NOTA IMPORTANTE.- Este artículo fue publicado en 2003, cuando fueron expulsados los últimos vecinos para dar paso a la construcción de una ecociudad que hoy cuenta con varios miles de habitantes. Es un homenaje a la etapa rural de Sarriguren y a sus últimos vecinos que habitaron unas casas que todavía hoy siguen en pie, como si fuesen la "parte vieja" de Sarriguren.


 SARRIGUREN, DE SEÑORÍO A ECOCIUDAD





         Muy cerca de Pamplona, cada vez más cerca, está la localidad de Sarriguren. Se trata de un concejo que pertenece al Valle de Egüés. Y hay que decir, para situarnos mejor, que después de la incorporación de Mendillorri a Pamplona, Sarriguren se ha quedado dentro del valle en su límite más occidental, es decir, más próximo a la gran ciudad. Espero que esto no sea augurio de nada.

         Un día como hoy, en pleno mes de febrero, un hecho tan sencillo como puede ser el de pasear por sus calles resulta imposible. La localidad está cercada, las casetas de obra se apilan muy cerca de la iglesia, y en toda esa llanura que flanqueaba el que hasta hace poco ha sido el camino a Badostain aparece ahora ante nuestra vista como un mosaico parcelado en el que crecen por doquier las farolas y en el que las aceras urbanizadas y ordenadas nos indican por dónde deben de ir nuestros pasos.
         Y es que, lo que se está construyendo allí, es nada más y nada menos que la Ecociudad de Sarriguren y, anexa a ella, la Ciudad de la Innovación.
          La Ecociudad, según está previsto albergará 4.646 nuevas viviendas. Quiere ser un ejemplo de urbanismo bioclimático basado en el ahorro energético, utilización de materiales no contaminantes, integración de energías renovables, etc.; y para ello lo que se busca es crear una comunidad urbana en la que haya un perfecto equilibrio entre su función como residencia de vecinos, los equipamientos, las áreas de actividad económica y los espacios públicos; dotado todo ello de unas infraestructuras de gran calidad y sensibles y respetuosas con el medio ambiente.
         La Ciudad de la Innovación, por otro lado, aspira a ser algo así como el Parque Tecnológico de Navarra, ideado para que se asienten en él empresas de investigación, desarrollo de innovación y alta tecnología.
         No entro en si esta nueva urbanización, o ciudad, con tan pomposos nombres y tan buenas cualidades, es necesaria; posiblemente lo sea, aunque confieso que no me considero capacitado para juzgar un proyecto de esta envergadura.
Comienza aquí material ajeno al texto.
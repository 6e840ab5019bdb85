//! Parameter coercion
//!
//! CLI parameters arrive as `key=value` strings. Values that parse as
//! base-10 integers are stored as integers so numeric format specs
//! (zero padding) work in templates; anything else stays a string.

use crate::error::{Result, TemplateError};
use std::collections::BTreeMap;
use tracing::info;

/// A coerced parameter value.
#[derive(Debug, Clone, PartialEq, Eq)]
pub enum ParamValue {
    Str(String),
    Int(i64),
}

impl std::fmt::Display for ParamValue {
    fn fmt(&self, f: &mut std::fmt::Formatter<'_>) -> std::fmt::Result {
        match self {
            ParamValue::Str(s) => write!(f, "{s}"),
            ParamValue::Int(n) => write!(f, "{n}"),
        }
    }
}

/// Parameter mapping built fresh per resolution call.
pub type Params = BTreeMap<String, ParamValue>;

/// Coerce raw `key=value` entries into a typed parameter mapping.
///
/// Splits each entry on the first `=`; the value may contain further `=`
/// characters. An entry without `=` is malformed.
pub fn parse_params(raw: &[String]) -> Result<Params> {
    let mut params = Params::new();

    for entry in raw {
        let (key, value) = entry
            .split_once('=')
            .ok_or_else(|| TemplateError::MalformedParameter(entry.clone()))?;

        let value = match value.parse::<i64>() {
            Ok(n) => ParamValue::Int(n),
            Err(_) => ParamValue::Str(value.to_string()),
        };
        params.insert(key.to_string(), value);
    }

    if !params.is_empty() {
        info!(?params, "Template parameters");
    }

    Ok(params)
}

#[cfg(test)]
mod tests {
    use super::*;

    #[test]
    fn test_integer_coercion() {
        let params = parse_params(&["n=007".to_string(), "k=abc".to_string()]).unwrap();
        assert_eq!(params.get("n"), Some(&ParamValue::Int(7)));
        assert_eq!(params.get("k"), Some(&ParamValue::Str("abc".to_string())));
    }

    #[test]
    fn test_split_on_first_equals() {
        let params = parse_params(&["uri=s3://bucket/key=value".to_string()]).unwrap();
        assert_eq!(
            params.get("uri"),
            Some(&ParamValue::Str("s3://bucket/key=value".to_string()))
        );
    }

    #[test]
    fn test_negative_integer() {
        let params = parse_params(&["offset=-3".to_string()]).unwrap();
        assert_eq!(params.get("offset"), Some(&ParamValue::Int(-3)));
    }

    #[test]
    fn test_missing_equals_is_malformed() {
        let err = parse_params(&["date".to_string()]).unwrap_err();
        assert!(matches!(err, TemplateError::MalformedParameter(e) if e == "date"));
    }

    #[test]
    fn test_empty_input() {
        assert!(parse_params(&[]).unwrap().is_empty());
    }
}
Otras personas seguro que lo harían teniendo en sus manos los mismos datos o menos que quien esto escribe, pero yo al menos no quiero caer en esa irresponsabilidad.


Profundo cambio

         Sin embargo uno no puede evitar un sentimiento de tristeza cuando ve que en las calles de Sarriguren ya no hay coches, que las puertas y las ventanas de las casas están cerradas, que ya no sale el perro a recibirte, que Martín Apesteguía, el de “Txikito”, ya no está en su puerta, que ya no hay trasiego agrícola..., en definitiva, que ya no hay vida.
         Recuerdo con añoranza las últimas fiestas, y las guardo en la memoria como un tesoro porque sé que marcaron historia, que realmente fueron las últimas, con aquella comida bajo la carpa, aquellos cantos, aquella extraña sensación que flotaba en el ambiente, y que iba de boca en boca, de saber que el Sarriguren rural moría, que asistía a sus últimos coletazos, que todos quedaban sin casa y sin tierras en las que trabajar, que en sus campos ya nunca más iba a crecer el cereal sino casas y farolas. Era el punto final, un tanto amargo porque se entendía que no se estaba haciendo bien, que sus últimos moradores no estaban recibiendo un trato justo.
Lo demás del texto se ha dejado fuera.